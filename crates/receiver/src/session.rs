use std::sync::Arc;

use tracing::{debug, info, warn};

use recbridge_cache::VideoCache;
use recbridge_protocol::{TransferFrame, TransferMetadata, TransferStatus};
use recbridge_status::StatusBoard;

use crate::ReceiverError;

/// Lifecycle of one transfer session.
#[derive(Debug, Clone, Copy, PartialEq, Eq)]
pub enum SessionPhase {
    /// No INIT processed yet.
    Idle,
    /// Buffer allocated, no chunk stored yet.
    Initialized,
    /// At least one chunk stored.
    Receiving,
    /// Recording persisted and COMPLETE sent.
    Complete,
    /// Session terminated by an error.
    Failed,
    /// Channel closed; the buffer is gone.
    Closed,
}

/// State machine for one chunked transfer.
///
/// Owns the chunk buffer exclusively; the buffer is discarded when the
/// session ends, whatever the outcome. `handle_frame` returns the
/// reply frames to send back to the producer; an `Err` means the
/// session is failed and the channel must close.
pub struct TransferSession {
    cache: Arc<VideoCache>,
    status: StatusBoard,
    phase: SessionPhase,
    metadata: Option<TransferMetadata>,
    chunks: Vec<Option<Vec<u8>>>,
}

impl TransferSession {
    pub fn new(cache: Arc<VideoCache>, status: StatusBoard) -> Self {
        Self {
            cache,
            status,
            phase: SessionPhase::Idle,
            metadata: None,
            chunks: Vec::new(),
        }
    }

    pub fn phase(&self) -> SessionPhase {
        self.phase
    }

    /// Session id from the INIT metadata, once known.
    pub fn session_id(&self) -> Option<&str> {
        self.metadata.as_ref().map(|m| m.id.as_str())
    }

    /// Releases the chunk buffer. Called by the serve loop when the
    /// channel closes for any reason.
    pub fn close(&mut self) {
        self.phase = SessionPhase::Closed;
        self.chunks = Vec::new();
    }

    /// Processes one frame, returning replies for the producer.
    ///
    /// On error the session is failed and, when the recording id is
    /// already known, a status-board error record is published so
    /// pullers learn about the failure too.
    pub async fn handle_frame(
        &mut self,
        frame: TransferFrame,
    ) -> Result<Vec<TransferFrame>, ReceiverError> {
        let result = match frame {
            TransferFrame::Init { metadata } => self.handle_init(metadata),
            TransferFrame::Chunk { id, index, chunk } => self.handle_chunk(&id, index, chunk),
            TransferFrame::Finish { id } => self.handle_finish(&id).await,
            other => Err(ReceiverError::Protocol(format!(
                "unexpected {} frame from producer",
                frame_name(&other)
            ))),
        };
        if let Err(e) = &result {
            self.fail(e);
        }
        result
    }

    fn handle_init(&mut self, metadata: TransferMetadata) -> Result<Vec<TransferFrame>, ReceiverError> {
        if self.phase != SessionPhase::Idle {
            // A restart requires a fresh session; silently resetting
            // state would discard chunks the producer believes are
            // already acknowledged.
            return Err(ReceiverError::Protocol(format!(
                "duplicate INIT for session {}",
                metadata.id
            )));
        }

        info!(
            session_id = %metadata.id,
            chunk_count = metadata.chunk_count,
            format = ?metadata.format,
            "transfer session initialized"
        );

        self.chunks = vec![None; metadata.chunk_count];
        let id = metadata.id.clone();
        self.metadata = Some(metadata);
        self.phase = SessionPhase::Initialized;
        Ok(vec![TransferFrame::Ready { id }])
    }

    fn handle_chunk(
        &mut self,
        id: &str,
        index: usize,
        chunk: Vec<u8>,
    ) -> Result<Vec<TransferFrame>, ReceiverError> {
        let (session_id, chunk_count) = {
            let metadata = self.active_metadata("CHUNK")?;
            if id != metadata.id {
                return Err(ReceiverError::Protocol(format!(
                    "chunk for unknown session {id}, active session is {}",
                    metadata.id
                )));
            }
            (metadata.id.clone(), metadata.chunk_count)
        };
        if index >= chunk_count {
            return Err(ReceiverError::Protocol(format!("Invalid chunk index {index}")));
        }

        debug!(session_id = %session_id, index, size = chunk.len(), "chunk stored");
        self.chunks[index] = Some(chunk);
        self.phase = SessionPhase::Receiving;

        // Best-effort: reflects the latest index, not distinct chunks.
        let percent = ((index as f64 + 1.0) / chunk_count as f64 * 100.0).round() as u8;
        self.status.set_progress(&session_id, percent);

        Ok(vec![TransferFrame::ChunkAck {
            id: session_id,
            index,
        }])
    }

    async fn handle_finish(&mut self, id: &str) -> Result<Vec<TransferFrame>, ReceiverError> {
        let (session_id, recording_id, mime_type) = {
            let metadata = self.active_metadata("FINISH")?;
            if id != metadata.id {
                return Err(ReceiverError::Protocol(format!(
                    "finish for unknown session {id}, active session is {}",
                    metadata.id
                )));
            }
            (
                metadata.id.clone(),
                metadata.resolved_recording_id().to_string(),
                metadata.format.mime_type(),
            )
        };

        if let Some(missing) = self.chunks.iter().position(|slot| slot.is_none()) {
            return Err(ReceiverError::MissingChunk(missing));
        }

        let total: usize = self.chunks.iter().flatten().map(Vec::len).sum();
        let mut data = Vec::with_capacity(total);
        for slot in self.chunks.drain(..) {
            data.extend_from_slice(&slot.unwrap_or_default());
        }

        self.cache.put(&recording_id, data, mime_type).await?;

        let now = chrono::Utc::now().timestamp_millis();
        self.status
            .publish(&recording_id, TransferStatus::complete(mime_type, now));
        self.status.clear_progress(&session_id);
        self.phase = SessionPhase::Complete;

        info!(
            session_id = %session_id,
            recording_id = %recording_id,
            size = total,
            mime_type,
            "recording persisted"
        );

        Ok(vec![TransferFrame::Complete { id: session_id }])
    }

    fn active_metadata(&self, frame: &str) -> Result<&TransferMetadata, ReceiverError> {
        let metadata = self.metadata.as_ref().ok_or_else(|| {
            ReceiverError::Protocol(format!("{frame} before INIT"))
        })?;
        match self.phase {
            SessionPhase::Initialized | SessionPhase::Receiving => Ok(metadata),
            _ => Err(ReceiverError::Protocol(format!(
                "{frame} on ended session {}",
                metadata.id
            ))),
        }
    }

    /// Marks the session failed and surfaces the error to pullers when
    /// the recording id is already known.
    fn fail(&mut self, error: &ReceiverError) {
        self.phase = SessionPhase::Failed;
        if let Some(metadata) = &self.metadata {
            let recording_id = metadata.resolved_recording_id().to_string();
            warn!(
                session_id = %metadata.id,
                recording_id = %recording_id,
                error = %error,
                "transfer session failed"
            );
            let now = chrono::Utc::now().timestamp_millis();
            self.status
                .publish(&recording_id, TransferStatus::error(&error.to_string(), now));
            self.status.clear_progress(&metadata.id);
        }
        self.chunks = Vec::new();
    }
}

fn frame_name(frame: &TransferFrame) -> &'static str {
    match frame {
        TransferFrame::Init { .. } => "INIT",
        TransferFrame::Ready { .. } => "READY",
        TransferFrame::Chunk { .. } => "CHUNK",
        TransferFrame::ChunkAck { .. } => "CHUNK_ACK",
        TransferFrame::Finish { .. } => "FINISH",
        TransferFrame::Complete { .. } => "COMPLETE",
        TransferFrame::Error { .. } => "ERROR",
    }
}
++++++++
→ Problem description
Say how many lines of the entries above include the word "index", giving the number alone.

→ Exercise solution
9